Records from a data source
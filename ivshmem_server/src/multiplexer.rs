//! Readiness-driven dispatch.
//!
//! The caller owns the wait: it asks [`IvshmemServer::watch_set`] which
//! descriptors to watch, blocks on them (see [`poll_ready`] for a `poll(2)`
//! driver), and hands the ready descriptors back to
//! [`IvshmemServer::dispatch`].

use nix::errno::Errno;
use nix::poll::{PollFd, PollFlags, PollTimeout, poll};
use std::collections::BTreeSet;
use std::os::fd::{AsFd, AsRawFd, BorrowedFd, RawFd};
use std::time::Duration;

use crate::acceptor::accept_one;
use crate::events::ServerEvent;
use crate::peer::PeerId;
use crate::server::IvshmemServer;

/// Descriptors reported ready by one wait.
#[derive(Debug, Clone, Default, PartialEq, Eq)]
pub struct ReadySet {
    fds: BTreeSet<RawFd>,
}

impl ReadySet {
    /// Empty set.
    pub fn new() -> Self {
        Self::default()
    }

    /// Mark `fd` ready.
    pub fn insert(&mut self, fd: RawFd) {
        self.fds.insert(fd);
    }

    /// True if `fd` was reported ready.
    pub fn contains(&self, fd: RawFd) -> bool {
        self.fds.contains(&fd)
    }

    /// True if nothing is ready.
    pub fn is_empty(&self) -> bool {
        self.fds.is_empty()
    }

    /// Number of ready descriptors.
    pub fn len(&self) -> usize {
        self.fds.len()
    }
}

impl FromIterator<RawFd> for ReadySet {
    fn from_iter<I: IntoIterator<Item = RawFd>>(iter: I) -> Self {
        Self {
            fds: iter.into_iter().collect(),
        }
    }
}

/// What one dispatch call changed.
#[derive(Debug, Clone, Default, PartialEq, Eq)]
pub struct DispatchSummary {
    /// Identity registered by this call, if a handshake completed.
    pub accepted: Option<PeerId>,
    /// Identities torn down by this call, in registry order.
    pub removed: Vec<PeerId>,
}

impl DispatchSummary {
    /// True if peer membership changed.
    pub fn changed(&self) -> bool {
        self.accepted.is_some() || !self.removed.is_empty()
    }
}

impl IvshmemServer {
    /// Descriptors to wait on: the listener, then every peer connection in
    /// registry order.
    pub fn watch_set(&self) -> Vec<BorrowedFd<'_>> {
        std::iter::once(self.listener().as_fd())
            .chain(self.registry().iter().map(|peer| peer.connection().as_fd()))
            .collect()
    }

    /// React to one readiness snapshot.
    ///
    /// A ready listener triggers accept + handshake. Any readiness on a peer
    /// connection tears that peer down, whether it is a hangup or data.
    /// Peers are taken from a snapshot made before the accept, so a peer
    /// registered by this call is never torn down by it.
    pub fn dispatch(&mut self, ready: &ReadySet) -> DispatchSummary {
        let snapshot: Vec<(PeerId, RawFd)> = self
            .registry()
            .iter()
            .map(|peer| (peer.id(), peer.connection_fd()))
            .collect();

        let mut summary = DispatchSummary::default();

        if ready.contains(self.listener_fd()) {
            summary.accepted = self.handle_new_connection();
        }

        for (id, fd) in snapshot {
            if ready.contains(fd) && self.engine().teardown(id) {
                summary.removed.push(id);
            }
        }

        summary
    }

    fn handle_new_connection(&mut self) -> Option<PeerId> {
        let conn = match accept_one(self.listener()) {
            Ok(conn) => conn,
            Err(e) => {
                self.sink().record(&ServerEvent::AcceptFailed {
                    reason: e.to_string(),
                });
                return None;
            }
        };
        self.sink().record(&ServerEvent::Accepted {
            fd: conn.as_raw_fd(),
        });

        match self.engine().handshake(conn) {
            Ok(id) => Some(id),
            Err(e) => {
                self.sink().record(&ServerEvent::HandshakeFailed {
                    reason: e.to_string(),
                });
                None
            }
        }
    }
}

/// Wait with `poll(2)` until one of `fds` is readable, hung up or in
/// error, or until `timeout` expires (`None` waits forever).
///
/// Returns an empty set on timeout or when interrupted by a signal.
pub fn poll_ready(fds: &[BorrowedFd<'_>], timeout: Option<Duration>) -> std::io::Result<ReadySet> {
    let mut pollfds: Vec<PollFd<'_>> = fds
        .iter()
        .map(|fd| PollFd::new(*fd, PollFlags::POLLIN))
        .collect();
    let timeout = match timeout {
        Some(t) => {
            let ms = i32::try_from(t.as_millis()).unwrap_or(i32::MAX);
            PollTimeout::try_from(ms).map_err(|_| std::io::Error::from(Errno::EINVAL))?
        }
        None => PollTimeout::NONE,
    };

    match poll(&mut pollfds, timeout) {
        Ok(_) => {}
        Err(Errno::EINTR) => return Ok(ReadySet::new()),
        Err(e) => return Err(e.into()),
    }

    Ok(fds
        .iter()
        .zip(&pollfds)
        .filter(|(_, p)| p.revents().is_some_and(|r| !r.is_empty()))
        .map(|(fd, _)| fd.as_raw_fd())
        .collect())
}
//! Protocol constants and limits for the ivshmem broker.
//!
//! Single source of truth for numeric limits and default paths.
//! Imported by the server and by client-side tooling.

/// Protocol version sent as the very first message on every connection.
pub const IVSHMEM_PROTOCOL_VERSION: i64 = 0;

/// Subject id carried by the region message (denotes no peer).
pub const REGION_SENTINEL_ID: i64 = -1;

/// Size in bytes of one protocol message payload (native-endian `i64`).
pub const MESSAGE_SIZE: usize = 8;

/// Upper bound for region sizing: the largest huge page size (1 GiB).
pub const MAX_REGION_SIZE: u64 = 1024 * 1024 * 1024;

/// Maximum number of interrupt vectors per peer.
pub const MAX_VECTORS: u32 = 64;

/// Longest usable Unix socket path in bytes (`sun_path` minus the NUL).
pub const SOCKET_PATH_MAX: usize = 107;

/// Longest usable backing-store path in bytes (`PATH_MAX` minus the NUL).
pub const SHM_PATH_MAX: usize = 4095;

/// Default listening socket path.
pub const DEFAULT_SOCKET_PATH: &str = "/tmp/ivshmem_socket";

/// Default backing-store name (POSIX shared memory object).
pub const DEFAULT_SHM_PATH: &str = "ivshmem";

/// Default requested region size (4 MiB).
pub const DEFAULT_SHM_SIZE: u64 = 4 * 1024 * 1024;

/// Default number of vectors per peer.
pub const DEFAULT_N_VECTORS: u32 = 1;
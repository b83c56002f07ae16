//! Common re-exports for convenience.
//!
//! ```rust
//! use ivshmem_common::prelude::*;
//! ```

pub use crate::config::{ConfigError, ConfigLoader, ServerConfig, parse_size};
pub use crate::consts::*;
pub use crate::wire::{Message, MessageTransport, ReceivedMessage, WireError, recv_message};
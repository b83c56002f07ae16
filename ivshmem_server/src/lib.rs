//! # ivshmem Server Library
//!
//! Brokers one shared memory region and a set of doorbell (eventfd)
//! vectors among independent client processes connected over a Unix
//! socket. Every client receives the region descriptor, its own identity,
//! and one descriptor per vector for every connected peer, so clients can
//! map the same memory and interrupt each other without a relay.
//!
//! # Module Structure
//!
//! - [`region`] - Backing store creation and power-of-two sizing
//! - [`peer`] - Peers, vectors and the insertion-ordered registry
//! - [`protocol`] - Handshake, broadcast and teardown sequences
//! - [`acceptor`] - Listening socket and connection accept
//! - [`multiplexer`] - Watch set / readiness dispatch and a `poll(2)` driver
//! - [`events`] - Injected event sink (tracing-backed by default)
//! - [`server`] - Server lifecycle tying everything together
//! - [`dump`] - Operator-facing peer listing
//!
//! # Architecture
//!
//! ```text
//! ┌──────────────────────────────────────────────────────────────────┐
//! │                       ivshmem_server                             │
//! │  ┌─────────────┐    ┌──────────────┐    ┌─────────────────────┐  │
//! │  │  Acceptor   │───►│  Protocol    │◄──►│   Peer Registry     │  │
//! │  │ (listener)  │    │  Engine      │    │ (ids, eventfds)     │  │
//! │  └──────▲──────┘    └──────┬───────┘    └─────────────────────┘  │
//! │         │                  │ SCM_RIGHTS                          │
//! │  ┌──────┴──────┐    ┌──────▼───────┐                             │
//! │  │ Multiplexer │    │ SharedRegion │                             │
//! │  │ (dispatch)  │    │ (shm / file) │                             │
//! │  └─────────────┘    └──────────────┘                             │
//! └──────────────────────────────────────────────────────────────────┘
//! ```
//!
//! # Usage
//!
//! ```rust,no_run
//! use ivshmem_common::config::ServerConfig;
//! use ivshmem_server::{IvshmemServer, TracingSink, poll_ready};
//! use std::time::Duration;
//!
//! # fn main() -> Result<(), Box<dyn std::error::Error>> {
//! let config = ServerConfig::default();
//! let mut server = IvshmemServer::start(config, Box::new(TracingSink::new(false)))?;
//! loop {
//!     let ready = poll_ready(&server.watch_set(), Some(Duration::from_millis(500)))?;
//!     server.dispatch(&ready);
//! }
//! # }
//! ```

#![deny(missing_docs)]

pub mod acceptor;
pub mod dump;
pub mod error;
pub mod events;
pub mod multiplexer;
pub mod peer;
pub mod protocol;
pub mod region;
pub mod server;

pub use crate::dump::{PeerDump, ServerDump};
pub use crate::error::{ServerError, ServerResult};
pub use crate::events::{CollectingSink, EventSink, ServerEvent, TracingSink};
pub use crate::multiplexer::{DispatchSummary, ReadySet, poll_ready};
pub use crate::peer::{Peer, PeerId, PeerRegistry};
pub use crate::region::{RegionBacking, SharedRegion, create_region};
pub use crate::server::IvshmemServer;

Problem details: The exercise is to copy out every line above that has the word "ServerEvent" in it.

Result for this exercise:
use crate::events::ServerEvent;
                self.sink().record(&ServerEvent::AcceptFailed {
        self.sink().record(&ServerEvent::Accepted {
                self.sink().record(&ServerEvent::HandshakeFailed {
pub use crate::events::{CollectingSink, EventSink, ServerEvent, TracingSink};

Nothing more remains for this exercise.